Drogas, sexo, violencia… Con semejantes pilares argumentales muchos pueden pensar que el cine de Scorsese jamás fue un juego inocente, pero si nos fijamos en las primeras obras del cineasta de Little Italy –Who’s That Knocking at my Door (1967), Malas Calles (Mean Streets, 1973) o incluso Taxi Driver (1976)- en seguida veremos que estas son claramente una extensión de las persecuciones callejeras propias de un grupo de amigos jugando a policías y ladrones. Hay una pasión por lo inmediato, lo espontáneo, e incluso por lo infantil (Travis Bickle frente al espejo haciendo de tipo duro) en estos trabajos que en las obras posteriores, tras la repudia de los autores por parte de la industria hollywoodiense en los años setenta, se fueron difuminando bajo unas formas ligeramente más convencionales.

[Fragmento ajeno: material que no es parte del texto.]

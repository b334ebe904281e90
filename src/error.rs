//! Error types for the voice logging core

use thiserror::Error;

/// Result type alias using the crate's Error type
pub type Result<T> = std::result::Result<T, Error>;

/// All possible errors in the voice core
#[derive(Error, Debug)]
pub enum Error {
    /// Retryable failure talking to the backend (timeout, 5xx, offline)
    #[error("Transient sync failure: {0}")]
    Transient(String),

    /// The backend rejected the request; retrying will not help
    #[error("Validation failed: {0}")]
    Validation(String),

    #[error("Speech provider failed: {0}")]
    Provider(String),

    #[error("Storage error: {0}")]
    Storage(#[from] rusqlite::Error),

    #[error("Network error: {0}")]
    Network(#[from] reqwest::Error),

    #[error("Serialization error: {0}")]
    Serialization(#[from] serde_json::Error),

    #[error("Invalid configuration: {0}")]
    Config(String),

    #[error("Provider not configured: {0}")]
    ProviderNotConfigured(String),

    #[error("No active voice session")]
    NoActiveSession,

    #[error("Session not found: {0}")]
    SessionNotFound(String),

    #[error("IO error: {0}")]
    Io(#[from] std::io::Error),
}

impl Error {
    /// Whether a failed sync should be re-queued rather than surfaced
    ///
    /// Only transport failures count for [`Error::Network`]; a response that could
    /// not be decoded will fail the same way next time.
    pub fn is_retryable(&self) -> bool {
        match self {
            Self::Transient(_) | Self::Io(_) => true,
            Self::Network(e) => e.is_timeout() || e.is_connect() || e.is_request(),
            _ => false,
        }
    }
}

#[cfg(test)]
mod tests {
    use super::*;

    #[test]
    fn test_retry_classification() {
        assert!(Error::Transient("timeout".into()).is_retryable());
        assert!(Error::Io(std::io::Error::other("reset")).is_retryable());
        assert!(!Error::Validation("inactive exercise".into()).is_retryable());
        assert!(!Error::NoActiveSession.is_retryable());
        assert!(!Error::Config("bad".into()).is_retryable());
    }

    #[test]
    fn test_network_error_classified_by_kind() {
        // an unparseable url fails while building, before anything is sent
        let err = reqwest::Client::new()
            .get("http://[::1")
            .build()
            .unwrap_err();
        assert!(err.is_builder());
        assert!(!Error::Network(err).is_retryable());

        let decode = serde_json::from_str::<bool>("{").unwrap_err();
        assert!(!Error::Serialization(decode).is_retryable());
    }
}
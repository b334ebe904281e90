//! Intent parsing for spoken workout commands
//!
//! A closed grammar, not a general NLU model. Command verbs are found with an
//! Aho-Corasick automaton over the normalized utterance; numbers are read with the
//! units-aware scanner in [`crate::numbers`] and assigned to slots by the words
//! around them. The exercise name is the longest span left over.

use aho_corasick::AhoCorasick;
use serde::{Deserialize, Serialize};
use tracing::debug;

use crate::matcher::normalize_name;
use crate::numbers::{self, NumberSpan, Unit};

/// Kind of command recognized in an utterance
#[derive(Debug, Clone, Copy, PartialEq, Eq, Hash, Serialize, Deserialize)]
#[serde(rename_all = "snake_case")]
pub enum IntentKind {
    LogSet,
    StartWorkout,
    EditLast,
    UndoLast,
    RestTimer,
    Unknown,
}

/// Slot values extracted from an utterance; anything malformed stays `None`
#[derive(Debug, Clone, Default, PartialEq, Serialize, Deserialize)]
pub struct Slots {
    pub exercise_name: Option<String>,
    pub reps: Option<u32>,
    pub weight_kg: Option<f32>,
    pub rpe: Option<f32>,
    pub set_index: Option<u32>,
    pub seconds: Option<u32>,
}

impl Slots {
    /// Whether any field that `edit_last` can change was spoken
    pub fn has_edit_fields(&self) -> bool {
        self.exercise_name.is_some()
            || self.reps.is_some()
            || self.weight_kg.is_some()
            || self.rpe.is_some()
            || self.set_index.is_some()
    }
}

El cine de Scorsese creció, se hizo adulto y olvidó casi por completo su infancia, llegando en su anterior filme (Shutter Island, 2010) a sufrir una seria crisis de identidad que dejaba en el aire no pocas dudas sobre su futuro. Si recordamos este largometraje, veremos cómo mediante él el cineasta de Queens parecía obsesionado por invocar todas las formas cinematográficas que habían marcado su cinefilia, y daba así lugar a un trabajo que, aunque fascinante, podía resultar algo confuso y abigarrado. Ahora, con La invención de Hugo, Scorsese parece haber centrado su atención principalmente en una sola forma cinematográfica encarnada por la figura de Georges Méliès y gracias a ello ha sido capaz de conseguir una solidez formal y temática (por no hablar del tan ansiado uso expresivo de esta nueva tecnología) dentro de un género totalmente ajeno a cualquiera de las constantes de sus obras precedentes.

Podría haber sido un filme de acción el que Scorsese hubiera elegido para debutar con este nuevo formato, pero el hecho de que haya decidido presentarnos esta fábula, esta carta de amor al cine, hace que por fin podamos disfrutar de una película en 3D hecha en Hollywood por un cinéfilo en lugar de por un comerciante. Scorsese no volverá jamás a ser aquel chaval que salía por su barrio con una cámara y que se lo pasaba en grande filmando con sus amigos, pero quizá estemos ante un autor que ha sido capaz de ir más lejos aún (y volver), a sus casi 70 años, a mirar el cine exactamente con la misma mezcla de ingenuidad y fascinación con la que lo hizo el primer día.